Lecture du Tao : fil d'or d'une sagesse

Voilà quelque trente siècles, un grand peuple communiait dans une sagesse et une poésie qu’il tenait pour « l’expression la plus haute de son génie ». Notre civilisation à bout de souffle pourrait-elle s’y régénérer ?

 

Hegel (1770-1831) observait que lorsque la séparation s’installe au cœur des choses, la « philosophie devient un besoin ». Lorsque les dissensions s’exacerbent, l’humain a plus que jamais besoin, sous toutes les latitudes, d’une discipline qui restaure une certaine totalité et permet d’effleurer l’absolu, c’est-à-dire ce point où les contradictions se résolvent.


Bien avant notre ère, le Tao descend du Yi-King, le « Classique des mutations » vieux d’environ 3 500 ans qui « pose les principes du yin et du yang comme moteurs de toutes les évolutions et mutations de tout ce qui existe et se transforme sans cesse » comme le rappelle Marc Halévy (cf. Les Affiches-Moniteur n° 69/70 du 28/31 août) dans son nouveau livre, d’une confondante densité atomique, Lecture du Tao, écrit dans son Morvan cher aussi à Gérard Oberlé.

 Expert en sciences de la complexité, il a étudié la philosophie et l’histoire des religions – et s’est spécialisé en Kabbale et Tao-chia (Lao-Tseu et Tchouang-Tseu).

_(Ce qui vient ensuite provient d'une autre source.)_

fn sort_rows(
    rows: &mut [Record],
    order: &[(String, SortDirection)],
    probe: &Record,
    shape: &Shape
) -> MemoryResult<()> {
    for (column, _) in order {
        lookup(probe, column, shape)?;
    }
    rows.sort_by(|a, b| {
        for (column, direction) in order {
            let column = strip_qualifier(column);
            let left = a.lookup_column(column).unwrap_or(&Value::Null);
            let right = b.lookup_column(column).unwrap_or(&Value::Null);
            let ord = left.compare(right).unwrap_or(Ordering::Equal);
            let ord = match direction {
                SortDirection::Asc => ord,
                SortDirection::Desc => ord.reverse()
            };
            if ord != Ordering::Equal {
                return ord;
            }
        }
        Ordering::Equal
    });
    Ok(())
}

/// Selected column names, `None` when everything is selected.
fn selected_columns(select: &[String], probe: &Record, shape: &Shape) -> MemoryResult<Option<Vec<String>>> {
    let mut columns = Vec::new();
    for expr in select.iter().flat_map(|s| s.split(',')) {
        let expr = expr.trim();
        if expr.is_empty() {
            continue;
        }
        let source = match expr.find(" AS ").or_else(|| expr.find(" as ")) {
            Some(at) => expr[..at].trim(),
            None => expr
        };
        if source == "*" {
            return Ok(None);
        }
        let column = strip_qualifier(source);
        lookup(probe, column, shape)?;
        columns.push(column.to_string());
    }
    Ok(if columns.is_empty() { None } else { Some(columns) })
}

fn zero_for(kind: &TypeKind, current: &Value) -> Value {
    match (kind, current) {
        (TypeKind::Pointer(_), _) => Value::Null,
        (TypeKind::Slice(_), _) => Value::List(Vec::new()),
        (TypeKind::Map, _) => Value::Map(BTreeMap::new()),
        (_, Value::Record(inner)) => Value::Record(zero_record(inner)),
        (_, Value::Bool(_)) => Value::Bool(false),
        (_, Value::Int(_)) => Value::Int(0),
        (_, Value::UInt(_)) => Value::UInt(0),
        (_, Value::Float(_)) => Value::Float(0.0),
        (_, Value::String(_)) => Value::String(String::new()),
        (_, Value::List(_)) => Value::List(Vec::new()),
        (_, Value::Map(_)) => Value::Map(BTreeMap::new()),
        (_, Value::Null) => Value::Null
    }
}

fn zero_record(record: &Record) -> Record {
    let values = record
        .iter()
        .map(|(field, value)| zero_for(field.kind(), value))
        .collect();
    Record::new(record.shape(), values)
}
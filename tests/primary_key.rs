// SPDX-FileCopyrightText: 2025-2026 RAprogramm <andrey.rozanov.vl@gmail.com>
// SPDX-License-Identifier: MIT

use fluent_repo::{
    Identifiable, Model, Value,
    memory::MemoryConnection,
    prelude::Repository,
    primary_key::{primary_key_column, resolve}
};
use serde::Serialize;

#[allow(non_snake_case)]
#[derive(Debug, Default, Clone, PartialEq, Serialize, Model)]
pub struct Base {
    pub ID: i64
}

#[allow(non_snake_case)]
#[derive(Debug, Default, Clone, PartialEq, Serialize, Model)]
pub struct Member {
    #[serde(flatten)]
    pub base: Base,
    pub Name: String
}

#[derive(Debug, Default, Clone, PartialEq, Model)]
pub struct Sku {
    pub label: String,
    #[model(primary_key, column = "sku_code")]
    pub code:  String
}

#[derive(Debug, Default, Clone, PartialEq, Model)]
#[model(identifiable, table = "ledger")]
pub struct Entry {
    pub number: u32,
    pub amount: i64
}

#[derive(Debug, Default, Clone, PartialEq, Model)]
pub struct Badge {
    pub id:    Option<i64>,
    pub title: String
}

impl Identifiable for Entry {
    type Id = u32;

    fn id(&self) -> u32 {
        self.number
    }
}

#[test]
fn embedded_id_is_found_transitively() {
    let member = Member {
        base: Base {
            ID: 7
        },
        Name: "Ana".into()
    };
    let pk = resolve(&member).unwrap();
    assert_eq!(pk.field, "ID");
    assert_eq!(pk.column, "i_d");
    assert_eq!(pk.value, Value::Int(7));
}

#[test]
fn tagged_key_and_column() {
    let pk = resolve(&Sku {
        label: "Pen".into(),
        code:  "P-1".into()
    })
    .unwrap();
    assert_eq!(pk.field, "code");
    assert_eq!(pk.column, "sku_code");
    assert_eq!(primary_key_column::<Sku>(), "sku_code");
}

#[test]
fn identity_capability_wins() {
    let pk = resolve(&Entry {
        number: 12,
        amount: 5
    })
    .unwrap();
    assert_eq!(pk.field, "id");
    assert_eq!(pk.value, Value::UInt(12));
    assert_eq!(Entry::shape().table(), "ledger");
}

#[test]
fn embedded_keys_drive_repository_writes() {
    let conn = MemoryConnection::new();
    let created = Repository::<Member, _>::new(conn.clone())
        .create(Member {
            base: Base::default(),
            Name: "Ana".into()
        })
        .into_result()
        .unwrap();
    assert_eq!(created.base.ID, 1);

    let found = Repository::<Member, _>::new(conn.clone())
        .find_by_id(1)
        .first()
        .into_result()
        .unwrap();
    assert_eq!(found.Name, "Ana");

    Repository::<Member, _>::new(conn.clone())
        .delete_entity(&found)
        .execute_only()
        .unwrap();
    assert_eq!(conn.row_count::<Member>(), 0);
}

#[test]
fn string_keys_are_not_generated() {
    let conn = MemoryConnection::new();
    let repo = || Repository::<Sku, _>::new(conn.clone());
    repo()
        .create(Sku {
            label: "Pen".into(),
            code:  "P-1".into()
        })
        .execute_only()
        .unwrap();
    let dup = repo().create(Sku {
        label: "Other".into(),
        code:  "P-1".into()
    });
    assert!(dup.has_error());
    let found = repo().find_by_id("P-1").first().into_result().unwrap();
    assert_eq!(found.label, "Pen");
}

#[test]
fn nullable_keys_are_generated() {
    let conn = MemoryConnection::new();
    let repo = || Repository::<Badge, _>::new(conn.clone());
    let first = repo()
        .create(Badge {
            id:    None,
            title: "gold".into()
        })
        .into_result()
        .unwrap();
    let second = repo()
        .create(Badge {
            id:    None,
            title: "silver".into()
        })
        .into_result()
        .unwrap();
    assert_eq!((first.id, second.id), (Some(1), Some(2)));
    let found = repo().find_by_id(2).first().into_result().unwrap();
    assert_eq!(found.title, "silver");
}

Précisément, le mot français le plus approprié pour traduire « Tao » (ce « concept philosophique et métaphysique » fondé au Vie siècle avant notre ère par Lao-Tseu) serait « processus » - « le cosmos est ce processus immense, ce Tao-sans-nom que chante Lao-Tseu à la première ligne (écrite verticalement, de haut en bas, comme une révélation qui relie le Ciel et la Terre) de son Tao-Té-King ». Le Tao, souligne Marc Halévy, peut être « lu comme mouvement, processus, démarche, donc comme chemin et cheminement ». Dans la pensée chinoise des âges classiques, « penser, c’est poétiser : on pense en poème, la pensée s’écrit poétiquement », forme et fond étant intimement soudés – « le fond d’une pensée sans la forme d’un poème serait mutilé, incomplet, tronqué, amputé ».

 

 

L’Occident en guerre perpétuelle…

 

En Occident, l’existence est envisagée comme un combat contre le « Réel ». Mais est-il possible de s’accomplir contre le « Réel », le déni de réalité peut-il fonder une existence et une civilisation assurée de sa pérennité ?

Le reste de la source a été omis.